Waddoups was critical of Allred and the previous county attorney, Dee Smith, in an October order where he ruled the county violated the rights of two Ogden men who had been targeted by a controversial injunction that forbid Ogden Trece gang members from associating with each other in public.

In the ruling, Waddoups questioned Allred’s and Smith’s truthfulness when they asserted that county officials had kept no database of people they believed were gang members.

The judge wrote that a quick Google search brought up the county’s website where Weber County jail officials outlined how they kept a documented list of gang members, and also pointed to testimony in a separate case that led him to believe a Weber County database existed. He questioned in his ruling whether Allred was “attempting to deceive the court” and questioned the county attorney’s credibility.

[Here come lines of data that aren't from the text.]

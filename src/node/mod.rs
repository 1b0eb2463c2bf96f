//! Node storage
//!
//! Each node is one flat text file named after the node, holding an optional
//! tag header followed by free-form content.

pub mod codec;
pub mod handler;
mod store;

pub use codec::{Node, NodeBody, DELIMITER};
pub use handler::{graph_router, GraphState};
pub use store::{validate_id, NodeStore};
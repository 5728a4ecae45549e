use crate::interface::MetricsOperations;
use crate::types::{DataKey, Error};
use soroban_sdk::{Env, String, Vec};

pub struct MetricsModule;

impl MetricsOperations for MetricsModule {
    fn get_total_users(env: &Env) -> Result<u32, Error> {
        Ok(env
            .storage()
            .instance()
            .get(&DataKey::TotalUsers)
            .unwrap_or(0))
    }

    fn get_total_distributed(env: &Env) -> Result<i128, Error> {
        Ok(env
            .storage()
            .instance()
            .get(&DataKey::TotalDistributed)
            .unwrap_or(0))
    }

    fn get_system_metrics(env: &Env) -> Result<Vec<(String, i128)>, Error> {
        let mut metrics = Vec::new(env);

        let total_users = Self::get_total_users(env)? as i128;
        metrics.push_back((String::from_str(env, "total_users"), total_users));

        let total_distributed = Self::get_total_distributed(env)?;
        metrics.push_back((
            String::from_str(env, "total_distributed"),
            total_distributed,
        ));

        let average = if total_users > 0 {
            total_distributed / total_users
        } else {
            0
        };
        metrics.push_back((String::from_str(env, "average_earnings_per_user"), average));

        Ok(metrics)
    }
}

// Helper functions
impl MetricsModule {
    pub fn increment_total_users(env: &Env) {
        let current: u32 = env
            .storage()
            .instance()
            .get(&DataKey::TotalUsers)
            .unwrap_or(0);
        env.storage()
            .instance()
            .set(&DataKey::TotalUsers, &(current + 1));
    }

    pub fn add_distributed(env: &Env, amount: i128) {
        let current: i128 = env
            .storage()
            .instance()
            .get(&DataKey::TotalDistributed)
            .unwrap_or(0);
        env.storage()
            .instance()
            .set(&DataKey::TotalDistributed, &(current + amount));
    }
}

But U.S. District Judge Ted Stewart decided that Waddoup’s ruling did not show “favoritism or antagonism,” which would require a recusal. He said that Allred was taking issue with the correctness of Waddoups’ ruling — which should be addressed in an appeal, not an attempt to take Waddoups off the case.

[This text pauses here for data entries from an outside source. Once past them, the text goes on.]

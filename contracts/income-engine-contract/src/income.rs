use crate::admin::AdminModule;
use crate::cycle::GlobalCycleManager;
use crate::helpers::{ensure_contract_active, verify_admin};
use crate::interface::{AdminOperations, IncomeOperations, RankOperations};
use crate::ledger::{self, IncomeCredit};
use crate::money::{calculate_level_income, calculate_referral_income, calculate_retopup_income};
use crate::ranks::RankTable;
use crate::types::{Error, IncomeConfig, IncomeMetadata, IncomeType, Rank, User};
use soroban_sdk::{log, Address, Env, String, Symbol, Vec};

/// Where a processing run's reference comes from
#[derive(Clone, Copy, Debug, Eq, PartialEq)]
pub enum Origin {
    /// Payment reference supplied by the caller
    External,
    /// Transaction generated when a cycle leader is topped up; `depth`
    /// counts the auto top-ups in the chain
    AutoTopup { topup_id: u64, depth: u32 },
}

impl Origin {
    fn depth(self) -> u32 {
        match self {
            Origin::External => 0,
            Origin::AutoTopup { depth, .. } => depth,
        }
    }
}

pub struct IncomeEngine;

impl IncomeOperations for IncomeEngine {
    fn process_all_incomes(
        env: &Env,
        activator: &Address,
        activation_amount: i128,
        transaction_id: &String,
        rank: &Symbol,
        is_retopup: bool,
    ) -> Result<(), Error> {
        ensure_contract_active(env)?;
        verify_admin(env)?;
        ledger::bump_instance(env);
        Self::process_from(
            env,
            activator,
            activation_amount,
            transaction_id,
            rank,
            is_retopup,
            Origin::External,
        )
    }

    fn get_upline_chain(env: &Env, user: &Address, depth: u32) -> Vec<Address> {
        let mut chain = Vec::new(env);
        let mut current = match ledger::find_user(env, user) {
            Some(data) => data,
            None => return chain,
        };

        while chain.len() < depth {
            let sponsor = match current.sponsor.clone() {
                Some(sponsor) => sponsor,
                None => break,
            };
            match ledger::find_user(env, &sponsor) {
                Some(data) => {
                    chain.push_back(sponsor);
                    current = data;
                }
                None => break,
            }
        }

        chain
    }

    fn check_level_income_eligibility(env: &Env, user: &Address) -> bool {
        ledger::find_user(env, user)
            .map_or(false, |data| data.is_active && data.current_rank.is_some())
    }

    fn check_global_income_eligibility(env: &Env, rank: &Symbol) -> Result<bool, Error> {
        let rank = RankTable::get_rank(env, rank)?;
        Ok(Self::rank_has_global_income(&rank))
    }

    fn is_transaction_processed(env: &Env, transaction_id: &String) -> bool {
        ledger::is_transaction_processed(env, transaction_id)
    }
}

// Helper functions
impl IncomeEngine {
    /// Entry for both external activations and auto top-ups.
    pub(crate) fn process_from(
        env: &Env,
        activator: &Address,
        activation_amount: i128,
        transaction_id: &String,
        rank: &Symbol,
        is_retopup: bool,
        origin: Origin,
    ) -> Result<(), Error> {
        log!(
            env,
            "process_all_incomes activator={} amount={} tx={} rank={} retopup={} depth={}",
            activator.clone(),
            activation_amount,
            transaction_id.clone(),
            rank.clone(),
            is_retopup,
            origin.depth()
        );

        let result = Self::distribute(
            env,
            activator,
            activation_amount,
            transaction_id,
            rank,
            is_retopup,
            origin,
        );

        if let Err(err) = result {
            log!(
                env,
                "process_all_incomes failed activator={} amount={} tx={} rank={} error={}",
                activator.clone(),
                activation_amount,
                transaction_id.clone(),
                rank.clone(),
                err as u32
            );
        }

        result
    }

    fn distribute(
        env: &Env,
        activator: &Address,
        activation_amount: i128,
        transaction_id: &String,
        rank: &Symbol,
        is_retopup: bool,
        origin: Origin,
    ) -> Result<(), Error> {
        let depth = origin.depth();
        let ranks = RankTable::get_ranks(env)?;
        if depth > ranks.len() {
            return Err(Error::CascadeDepthExceeded);
        }
        if activation_amount < 0 {
            return Err(Error::InvalidAmount);
        }
        let rank_data = RankTable::find_rank(&ranks, rank).ok_or(Error::RankNotFound)?;
        let activator_data = ledger::get_user(env, activator)?;
        match origin {
            Origin::External => {
                if ledger::is_transaction_processed(env, transaction_id) {
                    return Err(Error::TransactionAlreadyProcessed);
                }
                ledger::mark_transaction_processed(env, transaction_id);
            }
            Origin::AutoTopup { topup_id, .. } => {
                if ledger::is_auto_topup_processed(env, topup_id) {
                    return Err(Error::TransactionAlreadyProcessed);
                }
                ledger::mark_auto_topup_processed(env, topup_id);
            }
        }

        let config = AdminModule::get_income_config(env)?;

        Self::process_referral_income(
            env,
            &activator_data,
            activation_amount,
            transaction_id,
            &rank_data,
            is_retopup,
            &config,
        )?;
        Self::process_level_income(
            env,
            activator,
            activation_amount,
            transaction_id,
            &rank_data,
            &config,
        )?;
        Self::process_global_income(
            env,
            activator,
            activation_amount,
            transaction_id,
            &rank_data,
            &config,
            depth,
        )
    }

    fn process_referral_income(
        env: &Env,
        activator: &User,
        activation_amount: i128,
        transaction_id: &String,
        rank: &Rank,
        is_retopup: bool,
        config: &IncomeConfig,
    ) -> Result<(), Error> {
        let sponsor = match activator.sponsor.clone() {
            Some(sponsor) => sponsor,
            None => return Ok(()),
        };

        let (income_type, amount) = if is_retopup {
            (
                IncomeType::Retopup,
                calculate_retopup_income(activation_amount, config),
            )
        } else {
            (
                IncomeType::Referral,
                calculate_referral_income(activation_amount, config),
            )
        };

        if amount <= 0 {
            log!(env, "referral income skipped: zero amount tx={}", transaction_id.clone());
            return Ok(());
        }

        ledger::credit_income(
            env,
            IncomeCredit {
                recipient: sponsor,
                income_type,
                amount,
                source_uid: activator.address.clone(),
                source_transaction_id: transaction_id.clone(),
                level: None,
                rank: rank.name.clone(),
                metadata: IncomeMetadata {
                    percentage_bps: config.referral_bps,
                    activation_amount,
                    cycle_id: None,
                },
            },
        )?;

        Ok(())
    }

    fn process_level_income(
        env: &Env,
        activator: &Address,
        activation_amount: i128,
        transaction_id: &String,
        rank: &Rank,
        config: &IncomeConfig,
    ) -> Result<(), Error> {
        let upline = Self::get_upline_chain(env, activator, config.level_bps.len());

        for (index, upline_user) in upline.iter().enumerate() {
            let level = index as u32 + 1;

            if !Self::check_level_income_eligibility(env, &upline_user) {
                log!(env, "level income skipped: ineligible user={} level={}", upline_user, level);
                continue;
            }

            let amount = calculate_level_income(level, activation_amount, config);
            if amount <= 0 {
                log!(env, "level income skipped: zero amount level={}", level);
                continue;
            }

            ledger::credit_income(
                env,
                IncomeCredit {
                    recipient: upline_user,
                    income_type: IncomeType::Level,
                    amount,
                    source_uid: activator.clone(),
                    source_transaction_id: transaction_id.clone(),
                    level: Some(level),
                    rank: rank.name.clone(),
                    metadata: IncomeMetadata {
                        percentage_bps: config.level_bps.get(level - 1).unwrap_or(0),
                        activation_amount,
                        cycle_id: None,
                    },
                },
            )?;
        }

        Ok(())
    }

    fn process_global_income(
        env: &Env,
        activator: &Address,
        activation_amount: i128,
        transaction_id: &String,
        rank: &Rank,
        config: &IncomeConfig,
        depth: u32,
    ) -> Result<(), Error> {
        if !Self::rank_has_global_income(rank) {
            return Ok(());
        }

        let entry = GlobalCycleManager::add_to_global_cycle(
            env,
            activator,
            &rank.name,
            activation_amount,
            config,
        )?;

        if entry.is_complete {
            GlobalCycleManager::process_global_cycle_payout(
                env,
                entry.cycle_id,
                activator,
                transaction_id,
                config,
                depth,
            )?;
        }

        Ok(())
    }

    fn rank_has_global_income(rank: &Rank) -> bool {
        rank.benefits.global_income
    }
}
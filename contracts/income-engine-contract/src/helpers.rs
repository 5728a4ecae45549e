use crate::admin::AdminModule;
use crate::types::{DataKey, Error};
use core::fmt::{self, Write};
use soroban_sdk::{Address, Env, String};

pub const TEXT_CAPACITY: usize = 128;

pub fn verify_admin(env: &Env) -> Result<Address, Error> {
    let admin: Address = env
        .storage()
        .instance()
        .get(&DataKey::Admin)
        .ok_or(Error::NotInitialized)?;
    admin.require_auth();
    Ok(admin)
}

pub fn ensure_contract_active(env: &Env) -> Result<(), Error> {
    if AdminModule::is_contract_paused(env) {
        return Err(Error::ContractPaused);
    }
    Ok(())
}

/// Fixed-capacity text sink for building descriptions without an allocator.
/// Output past the capacity is dropped.
pub struct TextBuf {
    buf: [u8; TEXT_CAPACITY],
    len: usize,
    truncated: bool,
}

impl TextBuf {
    pub fn new() -> Self {
        Self {
            buf: [0; TEXT_CAPACITY],
            len: 0,
            truncated: false,
        }
    }

    pub fn as_str(&self) -> &str {
        core::str::from_utf8(&self.buf[..self.len]).unwrap_or("")
    }
}

impl Write for TextBuf {
    fn write_str(&mut self, s: &str) -> fmt::Result {
        if self.truncated {
            return Ok(());
        }
        let mut take = s.len().min(TEXT_CAPACITY - self.len);
        while !s.is_char_boundary(take) {
            take -= 1;
        }
        self.buf[self.len..self.len + take].copy_from_slice(&s.as_bytes()[..take]);
        self.len += take;
        // nothing after a cut is kept
        self.truncated = take < s.len();
        Ok(())
    }
}

/// Renders `args` into a contract string of at most 128 bytes. Longer
/// output is cut at the last whole character that fits.
pub fn format_text(env: &Env, args: fmt::Arguments<'_>) -> String {
    let mut text = TextBuf::new();
    // TextBuf::write_str never fails; an Err can only come from a Display impl
    text.write_fmt(args).unwrap_or_default();
    String::from_str(env, text.as_str())
}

“In reaching the conclusions he did,” Stewart wrote, “Judge Waddoups was doing what judges do every day.”

In the county’s motion to disqualify Waddoups, Frank Mylar — the attorney representing Weber County — wrote that the federal judge’s ruling was an attempt to defame the elected county attorney, knowing his words would be picked up by reporters.

"Several media outlets have clearly understood that Judge Waddoups is calling the county attorney a liar," Mylar wrote.

But Stewart ruled that Weber County was overstating its case, and it was not a “fair or accurate reflection” of Waddoups’ ruling. He also noted that Waddoups offered Allred the chance to have an evidentiary hearing to clear up any misunderstanding — but the county has so far declined to take him up on the offer.

“Judge Waddoups made no finding that Mr. Allred or Mr. Smith lied or that they cannot be trusted,” Stewart wrote. “Instead, he pointed out evidence that he believed contradicted statements they had made, thereby creating a dispute of fact precluding summary judgment.”

The American Civil Liberties Union of Utah, who represents the two men who brought the lawsuit, opposed Weber County’s attempt to remove the judge from the case. The organization noted that Waddoups had at times made rulings that were favorable to Weber County, it wasn’t until after this latest ruling that the county gave any indication that it believed Waddoups was biased.

The case will now move forward, though a trial date has yet to be scheduled.

The lawsuit centers around the injunction that set rules for Ogden Trece gang members concerning who they could be seen with in public, set a curfew and restricted alcohol consumption, among other rules. It was thrown out in 2013 after the Utah Supreme Court found the county did not properly serve summons to members of the gang.

Leland McCubbin and Daniel Lucero sued after the injunction was thrown out.

Waddoups sided with the men in a recent ruling, finding that the injunction did not include any way for people to challenge the government’s assertions they were Ogden Trece gang members before they were subject to the restrictions.